Knowing what you know now, what advice would you give to someone who is just starting out in their career?
Probably look at yourself and work out what kind of environment you tend to thrive in and learn the most from. For example, in a really small organisation, you’re going to be in the thick of it from the get-go and have to do everything yourself, you’ll discover whether the hands-on experience might help you learn really quickly or it might really frustrate you. Or you can aim to find an organisation with a good culture and practices and try and work there to get a foundation of good habits and good practices before you explore more of the world.
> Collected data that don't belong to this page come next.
//! Testing utilities for nodcms-validate
//!
//! - [`fakes`]: in-memory implementations of every capability the rules
//!   consult (data access, session store, existence lookups, captcha).
//! - [`MockServer`]: a local HTTP server that stands in for Google's
//!   reCaptcha site-verify endpoint.

pub mod expectation;
pub mod fakes;
pub mod matcher;
pub mod server;

pub use expectation::{Expectation, MockReply, Times};
pub use fakes::{
    row, FailingDataAccess, FailingLookup, MemoryDataAccess, MemorySessionStore, Row,
    StaticLookup, StaticVerifier,
};
pub use matcher::RequestMatcher;
pub use server::{MockServer, RecordedRequest, SITE_VERIFY_PATH};

use tracing_subscriber::{layer::SubscriberExt, util::SubscriberInitExt, EnvFilter};

/// Install a test-friendly tracing subscriber once per process.
///
/// Honours `RUST_LOG`; defaults to `warn,nodcms_validate=debug`.
pub fn init_tracing() {
    let _ = tracing_subscriber::registry()
        .with(
            EnvFilter::try_from_default_env()
                .unwrap_or_else(|_| EnvFilter::new("warn,nodcms_validate=debug")),
        )
        .with(tracing_subscriber::fmt::layer().with_test_writer())
        .try_init();
}
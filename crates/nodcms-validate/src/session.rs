//! Per-submission validation state.

use crate::call::RuleCall;
use crate::error::{FailureKind, FieldError, RegistryError, ValidationErrors};
use crate::registry::{RegisteredRule, RuleRegistry};
use serde::{Deserialize, Serialize};
use std::sync::Arc;

/// What happens after a field's first failed rule.
#[derive(Debug, Clone, Copy, Default, PartialEq, Eq, Hash, Serialize, Deserialize)]
#[serde(rename_all = "snake_case")]
pub enum ExecutionMode {
    /// Skip the field's remaining rules.
    #[default]
    StopAtFirstFailure,
    /// Run every rule and collect every error.
    RunAll,
}

/// A field and the rules declared for it, before resolution.
#[derive(Debug, Clone, PartialEq, Eq, Serialize, Deserialize)]
pub struct FieldSpec {
    pub name: String,
    pub label: String,
    #[serde(default)]
    pub rules: Vec<RuleCall>,
}

impl FieldSpec {
    pub fn new(name: impl Into<String>, label: impl Into<String>) -> Self {
        Self {
            name: name.into(),
            label: label.into(),
            rules: Vec::new(),
        }
    }

    /// Append a rule.
    pub fn rule(mut self, call: RuleCall) -> Self {
        self.rules.push(call);
        self
    }

    /// Append rules declared in the legacy `a|b[x,y]` form.
    pub fn rules_from(mut self, chain: &str) -> Result<Self, RegistryError> {
        self.rules.extend(RuleCall::parse_chain(chain)?);
        Ok(self)
    }
}

/// A rule call resolved against the registry.
#[derive(Debug, Clone)]
pub struct BoundRule {
    pub call: RuleCall,
    pub(crate) rule: Arc<RegisteredRule>,
}

impl BoundRule {
    pub fn name(&self) -> &str {
        &self.call.name
    }

    pub fn args(&self) -> &[String] {
        &self.call.args
    }
}

/// One field of a session with its rules in declaration order.
#[derive(Debug, Clone)]
pub struct FieldPlan {
    pub name: String,
    pub label: String,
    pub rules: Vec<BoundRule>,
}

/// Fields, their resolved rules and the errors found so far.
///
/// Built per submission. Rule names are resolved when the session is built,
/// so an unknown rule is a wiring error rather than a field error.
#[derive(Debug, Clone, Default)]
pub struct ValidationSession {
    pub(crate) fields: Vec<FieldPlan>,
    pub(crate) errors: ValidationErrors,
}

impl ValidationSession {
    pub fn new<I>(registry: &RuleRegistry, specs: I) -> Result<Self, RegistryError>
    where
        I: IntoIterator<Item = FieldSpec>,
    {
        let mut fields = Vec::new();
        for spec in specs {
            let rules = spec
                .rules
                .into_iter()
                .map(|call| {
                    let rule = registry.resolve(&call.name)?;
                    Ok(BoundRule { call, rule })
                })
                .collect::<Result<Vec<_>, RegistryError>>()?;

            fields.push(FieldPlan {
                name: spec.name,
                label: spec.label,
                rules,
            });
        }

        Ok(Self {
            fields,
            errors: ValidationErrors::new(),
        })
    }

    pub fn fields(&self) -> &[FieldPlan] {
        &self.fields
    }

    pub fn field(&self, name: &str) -> Option<&FieldPlan> {
        self.fields.iter().find(|f| f.name == name)
    }

    /// Rules declared for a field, in order.
    pub fn rules_for(&self, field: &str) -> Option<&[BoundRule]> {
        self.field(field).map(|f| f.rules.as_slice())
    }

    /// Record an error against a field.
    ///
    /// The label is taken from the field's plan; fields not part of the
    /// session use their name.
    pub fn set_error(
        &mut self,
        field: &str,
        rule: impl Into<String>,
        kind: FailureKind,
        message: impl Into<String>,
    ) {
        let label = self
            .field(field)
            .map(|f| f.label.clone())
            .unwrap_or_else(|| field.to_string());
        self.errors
            .add(field, FieldError::new(rule, label, kind, message));
    }

    pub fn errors(&self) -> &ValidationErrors {
        &self.errors
    }

    pub fn into_errors(self) -> ValidationErrors {
        self.errors
    }

    pub fn is_valid(&self) -> bool {
        self.errors.is_empty()
    }

    pub fn is_field_valid(&self, field: &str) -> bool {
        self.errors.is_field_valid(field)
    }

    /// Forget every recorded error.
    pub fn reset(&mut self) {
        self.errors.clear();
    }
}

#[cfg(test)]
mod tests {
    use super::*;

    fn specs() -> Vec<FieldSpec> {
        vec![
            FieldSpec::new("email", "Email")
                .rules_from("multiEmail|emailUnique[4]")
                .unwrap(),
            FieldSpec::new("phone", "Phone").rule(RuleCall::new("phone")),
        ]
    }

    #[test]
    fn rules_keep_declaration_order() {
        let session = ValidationSession::new(&RuleRegistry::builtin(), specs()).unwrap();
        let rules = session.rules_for("email").unwrap();

        assert_eq!(rules.len(), 2);
        assert_eq!(rules[0].name(), "multiEmail");
        assert_eq!(rules[1].name(), "emailUnique");
        assert_eq!(rules[1].args(), ["4".to_string()]);
        assert!(session.rules_for("missing").is_none());
    }

    #[test]
    fn unknown_rule_fails_the_build() {
        let specs = vec![FieldSpec::new("title", "Title").rule(RuleCall::new("sparkly"))];
        let err = ValidationSession::new(&RuleRegistry::builtin(), specs).unwrap_err();
        assert_eq!(err, RegistryError::UnknownRule("sparkly".to_string()));
    }

    #[test]
    fn set_error_uses_label() {
        let mut session = ValidationSession::new(&RuleRegistry::builtin(), specs()).unwrap();
        assert!(session.is_valid());

        session.set_error("phone", "phone", FailureKind::Format, "Bad phone");
        session.set_error("phone", "custom", FailureKind::Format, "Still bad");
        session.set_error("extra", "custom", FailureKind::Existence, "Gone");

        assert!(!session.is_field_valid("phone"));
        assert!(session.is_field_valid("email"));
        assert_eq!(session.errors().get("phone").unwrap()[0].label, "Phone");
        assert_eq!(session.errors().get("phone").unwrap().len(), 2);
        assert_eq!(session.errors().get("extra").unwrap()[0].label, "extra");

        session.reset();
        assert!(session.is_valid());
    }

    #[test]
    fn field_spec_from_json() {
        let spec: FieldSpec = serde_json::from_str(
            r#"{"name":"range","label":"Range","rules":[{"name":"numericRange","args":["1","20"]}]}"#,
        )
        .unwrap();
        assert_eq!(spec.rules[0].to_legacy(), "numericRange[1,20]");
    }
}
Surrounding yourself with good people (people who have good habits and believe in best practice) early on in your career makes a world of difference.
Okay, we’re getting jealous now. Lucky Dan has this beach on his front door step.
Flipping the previous question around, what’s been the best advice that anyone has given you?
Two bits of advice stand out for me: the first is from my dad, he said to me very early on that it’s really common for parents to try and get their kids to live out the things that they didn’t get to do themselves. His dad forced him to be a lawyer and he hated it, so he said to me, “Do whatever you want to do in life, but don’t become a lawyer, because it’s horrible!” And also, “I’m going to probably try and push you to be a research scientist because I wanted to be one, but you don’t have to.” It was part advice and part permission for freedom. The second one was from my grandmother. My family is Jewish and a lot of my grandmother’s generation perished in the Holocaust and she escaped with her brother and her parents. But instilled in her and the way she grew up was this idea that you can lose everything, but there are also certain things that you can’t lose. You can’t lose experiences, and you can’t lose what you’ve learnt. When I was going through university and I was trying to decide if I should travel or not because I was worried that it would cost a lot of money, her response was “you can’t do anything with the money later, just spend it and you won’t regret it.” And I did. I went to Europe for six months and spent all the money that I’d saved and had an amazing time! That trip gave me a firsthand connection to all these different places around the world from a simple perspective of having a beer here and a meal there, seeing people in the markets; all those little things connect you to the world and gives you an intuitive sense of the planet being a global thing, more than just your local neighbourhood, which I believe is invaluable. But having said that, I’m still not very good at spending money!